We scoured the city to locate five Asian dishes you must try.
By Grace Bascos
With the high number of Asian visitors, as well as an increasing number of discerning guests developing tastes for authentic Asian fare, Las Vegas has always had a keen insight into the cuisine of the Far East. Each restaurant has its own niche and signature dishes that set it apart. Adventurous diners can find bites of everything, from classic Hong Kong-style dim sum to modern interpretations of Japanese sushi in the middle of the Las Vegas desert.
The Forum Shops at Caesars
With its stellar view of the Las Vegas Strip and its modern Asian aesthetic, Sushi Roku is considered one of the hottest spots to enjoy favorite bites of nigiri. Its signature platter, matsu, features eight distinct pieces of premium fish, including Scottish salmon, Japanese yellowtail and seared albacore tuna served in the classic nigiri style: over perfectly hand-formed mounds of sushi rice. But Sushi Roku takes it a step further and adorns the fish with luxurious accoutrements, including citrus soy, osetra golden caviar and shaved black truffles.
Nobu Caesars Palace
Japanese pioneering chef Nobu Matsuhisa will bring his distinct style of Japanese cuisine to his newest venture, Nobu Hotel Caesars Palace, opening in late 2012. The 12,775-square-foot restaurant at the base of the tower will be his first restaurant on the Strip, as well as his first foray into teppanyaki dining, where master chefs will cook on a hot grill directly in front of guests. Nobu’s menu also promises to have his classic dishes, which reflect his background in both Japanese and Peruvian cuisine and techniques. Keep an eye out for his signature black cod with miso, as well as tuna tataki with red miso.
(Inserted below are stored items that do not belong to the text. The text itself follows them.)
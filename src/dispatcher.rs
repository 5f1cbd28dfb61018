//! Dialogue Dispatcher - one inbound message turn
//!
//! Information Hiding:
//! - Which store variant is active is invisible here
//! - Request construction for the answer service is internal
//! - Update de-duplication is best-effort and bounded

use crate::config::Settings;
use crate::core::answer::{AnswerRequest, AnswerService};
use crate::error::DispatchError;
use crate::storage::HistoryStore;
use lru::LruCache;
use serde::{Deserialize, Serialize};
use std::num::NonZeroUsize;
use std::sync::Arc;
use tokio::sync::Mutex;

/// Reply sent to the user when a turn fails
pub const APOLOGY: &str = "Sorry, something went wrong. Please try again later.";

/// What to do when the history store cannot be reached.
///
/// `Fail` surfaces the store error for the turn. `Degrade` answers with an
/// empty history when the read fails and only logs a failed append.
#[derive(Debug, Clone, Copy, PartialEq, Eq, Default, Serialize, Deserialize)]
#[serde(rename_all = "lowercase")]
pub enum StoreFailurePolicy {
    #[default]
    Fail,
    Degrade,
}

#[derive(Debug, Clone, PartialEq, Eq)]
pub struct InboundMessage {
    pub conversation_id: String,
    pub user_text: String,
    /// Platform update identifier, used to drop redeliveries
    pub update_id: Option<i64>,
}

#[derive(Debug, Clone)]
pub struct DispatcherOptions {
    pub failure_policy: StoreFailurePolicy,
    /// Recently seen update ids to remember; 0 disables de-duplication
    pub dedup_capacity: usize,
}

impl Default for DispatcherOptions {
    fn default() -> Self {
        Self {
            failure_policy: StoreFailurePolicy::Fail,
            dedup_capacity: 1024,
        }
    }
}

impl From<&Settings> for DispatcherOptions {
    fn from(settings: &Settings) -> Self {
        Self {
            failure_policy: settings.store.failure_policy,
            dedup_capacity: settings.dispatcher.dedup_capacity,
        }
    }
}

pub struct Dispatcher {
    store: Arc<dyn HistoryStore>,
    answers: Arc<dyn AnswerService>,
    failure_policy: StoreFailurePolicy,
    seen_updates: Option<Mutex<LruCache<i64, ()>>>,
}

impl Dispatcher {
    pub fn new(
        store: Arc<dyn HistoryStore>,
        answers: Arc<dyn AnswerService>,
        options: DispatcherOptions,
    ) -> Self {
        let seen_updates =
            NonZeroUsize::new(options.dedup_capacity).map(|cap| Mutex::new(LruCache::new(cap)));

        Self {
            store,
            answers,
            failure_policy: options.failure_policy,
            seen_updates,
        }
    }

    /// Process a platform update. Returns `Ok(None)` for a redelivered update.
    pub async fn handle_update(
        &self,
        message: &InboundMessage,
    ) -> Result<Option<String>, DispatchError> {
        if let Some(update_id) = message.update_id {
            if !self.mark_seen(update_id).await {
                tracing::debug!(
                    "[Dispatcher] Skipping duplicate update {} for conversation '{}'",
                    update_id,
                    message.conversation_id
                );
                return Ok(None);
            }
        }

        let result = self
            .handle_message(&message.conversation_id, &message.user_text)
            .await;

        // A failed turn may be redelivered and should then run again
        if result.is_err() {
            if let Some(update_id) = message.update_id {
                self.forget(update_id).await;
            }
        }

        result.map(Some)
    }

    /// Answer `user_text` in the context of the conversation's history and
    /// record the exchange. Nothing is recorded when the answer call fails.
    pub async fn handle_message(
        &self,
        conversation_id: &str,
        user_text: &str,
    ) -> Result<String, DispatchError> {
        let history = match self.store.get_history(conversation_id).await {
            Ok(history) => history,
            Err(e) if self.failure_policy == StoreFailurePolicy::Degrade => {
                tracing::warn!(
                    "[Dispatcher] History unavailable for '{}', answering without it: {}",
                    conversation_id,
                    e
                );
                Vec::new()
            }
            Err(e) => return Err(e.into()),
        };

        let request = AnswerRequest::new(user_text, &history);
        let answer = self.answers.generate(&request).await?;

        match self.store.append(conversation_id, user_text, &answer).await {
            Ok(()) => {}
            Err(e) if self.failure_policy == StoreFailurePolicy::Degrade => {
                tracing::warn!(
                    "[Dispatcher] Exchange for '{}' not recorded: {}",
                    conversation_id,
                    e
                );
            }
            Err(e) => return Err(e.into()),
        }

        tracing::info!(
            "[Dispatcher] Answered conversation '{}' ({} prior exchanges)",
            conversation_id,
            history.len()
        );
        Ok(answer)
    }

    pub async fn clear_conversation(&self, conversation_id: &str) -> Result<(), DispatchError> {
        self.store.clear(conversation_id).await?;
        Ok(())
    }

    /// Returns false when the id was already seen
    async fn mark_seen(&self, update_id: i64) -> bool {
        let Some(seen) = &self.seen_updates else {
            return true;
        };
        let mut seen = seen.lock().await;
        if seen.contains(&update_id) {
            return false;
        }
        seen.put(update_id, ());
        true
    }

    async fn forget(&self, update_id: i64) {
        if let Some(seen) = &self.seen_updates {
            seen.lock().await.pop(&update_id);
        }
    }
}
//! Text escaping for Telegram parse modes

use regex::Regex;
use std::sync::OnceLock;

/// Telegram rejects messages longer than 4096 characters. Escaping can at
/// most double a chunk, so raw text is split well below that.
pub const RAW_CHUNK_CHARS: usize = 2000;

static MARKDOWN_SPECIALS: OnceLock<Regex> = OnceLock::new();

/// Backslash-escape every MarkdownV2 special character
pub fn escape_markdown(text: &str) -> String {
    let re = MARKDOWN_SPECIALS.get_or_init(|| {
        Regex::new(r"([\\*_\[\]()~>#+\-=|{}.!])").expect("static regex is valid")
    });
    re.replace_all(text, r"\${1}").into_owned()
}

pub fn escape_html(text: &str) -> String {
    let mut escaped = String::with_capacity(text.len());
    for c in text.chars() {
        match c {
            '&' => escaped.push_str("&amp;"),
            '<' => escaped.push_str("&lt;"),
            '>' => escaped.push_str("&gt;"),
            '"' => escaped.push_str("&quot;"),
            _ => escaped.push(c),
        }
    }
    escaped
}

/// Split on char boundaries into pieces of at most `max_chars`, preferring
/// to break after a newline.
pub fn split_chunks(text: &str, max_chars: usize) -> Vec<String> {
    let mut chunks = Vec::new();
    let mut rest: Vec<char> = text.chars().collect();

    while rest.len() > max_chars {
        let window = &rest[..max_chars];
        let cut = window
            .iter()
            .rposition(|c| *c == '\n')
            .map(|i| i + 1)
            .filter(|i| *i > max_chars / 2)
            .unwrap_or(max_chars);
        chunks.push(rest[..cut].iter().collect());
        rest.drain(..cut);
    }

    if !rest.is_empty() || chunks.is_empty() {
        chunks.push(rest.into_iter().collect());
    }
    chunks
}
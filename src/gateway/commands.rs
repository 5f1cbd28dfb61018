//! Static bot commands. These never touch conversation history.

use super::format::escape_html;
use super::telegram::{Message, OutgoingMessage, ParseMode};

#[derive(Debug, Clone, Copy, PartialEq, Eq)]
pub enum Command {
    Start,
    Help,
}

impl Command {
    /// Recognise `/start` and `/help`, optionally addressed as `/help@SomeBot`
    pub fn parse(text: &str) -> Option<Self> {
        let first = text.split_whitespace().next()?;
        let name = first.strip_prefix('/')?;
        let name = name.split('@').next().unwrap_or(name);

        match name {
            "start" => Some(Command::Start),
            "help" => Some(Command::Help),
            _ => None,
        }
    }

    pub fn reply(&self, message: &Message) -> OutgoingMessage {
        match self {
            Command::Start => {
                let greeting = match &message.from {
                    Some(user) => format!(
                        "Hi <a href=\"tg://user?id={}\">{}</a>!",
                        user.id,
                        escape_html(&user.full_name())
                    ),
                    None => "Hi!".to_string(),
                };
                OutgoingMessage::plain(message.chat.id, greeting)
                    .with_parse_mode(ParseMode::Html)
                    .with_force_reply()
            }
            Command::Help => OutgoingMessage::plain(message.chat.id, "Help!"),
        }
    }
}

/// Any slash-prefixed text. Unknown commands are ignored, not answered.
pub fn is_command(text: &str) -> bool {
    text.trim_start().starts_with('/')
}
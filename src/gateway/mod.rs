//! Telegram gateway - long polling, command replies and lane routing

pub mod commands;
pub mod format;
pub mod lanes;
pub mod telegram;

pub use commands::Command;
pub use lanes::ConversationLanes;
pub use telegram::{OutgoingMessage, ParseMode, ReplySink, TelegramClient, Update};

use crate::dispatcher::InboundMessage;
use std::future::Future;
use std::sync::Arc;
use std::time::Duration;

const POLL_ERROR_PAUSE: Duration = Duration::from_secs(5);

pub struct Gateway {
    client: Arc<TelegramClient>,
    lanes: ConversationLanes,
    poll_timeout: Duration,
}

impl Gateway {
    pub fn new(client: Arc<TelegramClient>, lanes: ConversationLanes, poll_timeout: Duration) -> Self {
        Self {
            client,
            lanes,
            poll_timeout,
        }
    }

    /// Poll until `shutdown` resolves, then drain the lanes
    pub async fn run<S>(self, shutdown: S)
    where
        S: Future<Output = ()>,
    {
        tokio::pin!(shutdown);
        let mut offset: Option<i64> = None;

        tracing::info!("[Gateway] Polling for updates");

        loop {
            let updates = tokio::select! {
                _ = &mut shutdown => break,
                result = self.client.get_updates(offset, self.poll_timeout) => result,
            };

            match updates {
                Ok(updates) => {
                    for update in updates {
                        offset = Some(update.update_id + 1);
                        route_update(update, self.client.as_ref(), &self.lanes).await;
                    }
                }
                Err(e) => {
                    tracing::warn!("[Gateway] Polling failed: {:#}", e);
                    tokio::select! {
                        _ = &mut shutdown => break,
                        _ = tokio::time::sleep(POLL_ERROR_PAUSE) => {}
                    }
                }
            }
        }

        tracing::info!("[Gateway] Shutdown requested");
        self.lanes.shutdown().await;
    }
}

/// Send commands their static reply, queue plain text on the chat's lane and
/// drop everything else.
pub async fn route_update(update: Update, replies: &dyn ReplySink, lanes: &ConversationLanes) {
    let Some(message) = update.message else {
        return;
    };
    let Some(text) = message.text.as_deref() else {
        return;
    };

    if let Some(command) = Command::parse(text) {
        tracing::debug!("[Gateway] {:?} from chat {}", command, message.chat.id);
        if let Err(e) = replies.send_reply(command.reply(&message)).await {
            tracing::warn!("[Gateway] Command reply to chat {} failed: {:#}", message.chat.id, e);
        }
        return;
    }

    if commands::is_command(text) {
        tracing::debug!("[Gateway] Ignoring unknown command from chat {}", message.chat.id);
        return;
    }

    let inbound = InboundMessage {
        conversation_id: message.chat.id.to_string(),
        user_text: text.to_string(),
        update_id: Some(update.update_id),
    };
    lanes.submit(message.chat.id, inbound).await;
}
//! Telebridge - relays Telegram messages to a remote answer service
//!
//! Each chat keeps a bounded question/answer history in a pluggable store
//! (process memory or MongoDB) that is sent along with every question so
//! answers can use earlier turns as context.

pub mod config;
pub mod core;
pub mod dispatcher;
pub mod error;
pub mod gateway;
pub mod storage;

pub use config::{Deployment, Settings};
pub use dispatcher::{Dispatcher, DispatcherOptions, InboundMessage, StoreFailurePolicy};
pub use error::{AnswerServiceError, ConfigError, DispatchError, StoreError};
pub use storage::{Exchange, HistoryStore};

use crate::core::answer::HttpAnswerClient;
use gateway::{ConversationLanes, Gateway, TelegramClient};
use std::future::Future;
use std::sync::Arc;

/// Wire store, answer client, dispatcher and gateway, then poll until
/// `shutdown` resolves.
pub async fn run<S>(settings: Settings, deployment: Deployment, shutdown: S) -> anyhow::Result<()>
where
    S: Future<Output = ()>,
{
    let store = storage::open_store(&deployment, &settings).await?;

    let answers = Arc::new(HttpAnswerClient::new(
        &deployment.api_base,
        deployment.api_key.clone(),
        settings.answer_timeout(),
    ));
    tracing::info!("Answer service endpoint: {}", answers.endpoint());

    let dispatcher = Arc::new(Dispatcher::new(
        store,
        answers,
        DispatcherOptions::from(&settings),
    ));

    let client = Arc::new(TelegramClient::new(&deployment.telegram_token));
    let lanes = ConversationLanes::new(dispatcher, client.clone(), settings.lane_idle_timeout());

    Gateway::new(client, lanes, settings.poll_timeout())
        .run(shutdown)
        .await;

    tracing::info!("Telebridge shutdown complete");
    Ok(())
}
Nobu Hotel also offers an in-room menu from which guests can order some of the restaurant’s signature dishes.
Beijing Noodle No. 9
Though you’ll find Chinese-American classics such as Mongolian beef or General Tso’s chicken on the menu at Beijing Noodle No. 9, it’s the authentic, yet approachable, dishes that are the most interesting. At the front of the bright and contemporary dining room, guests can watch as expert noodle makers trained in China hand-pull the noodles for one of the restaurant’s signature dishes, Beijing-style zha jiang mein. The dense, chewy wheat noodles are sliced with a thin blade before being topped with stir-fried pork in a savory and earthy soy and black-bean sauce.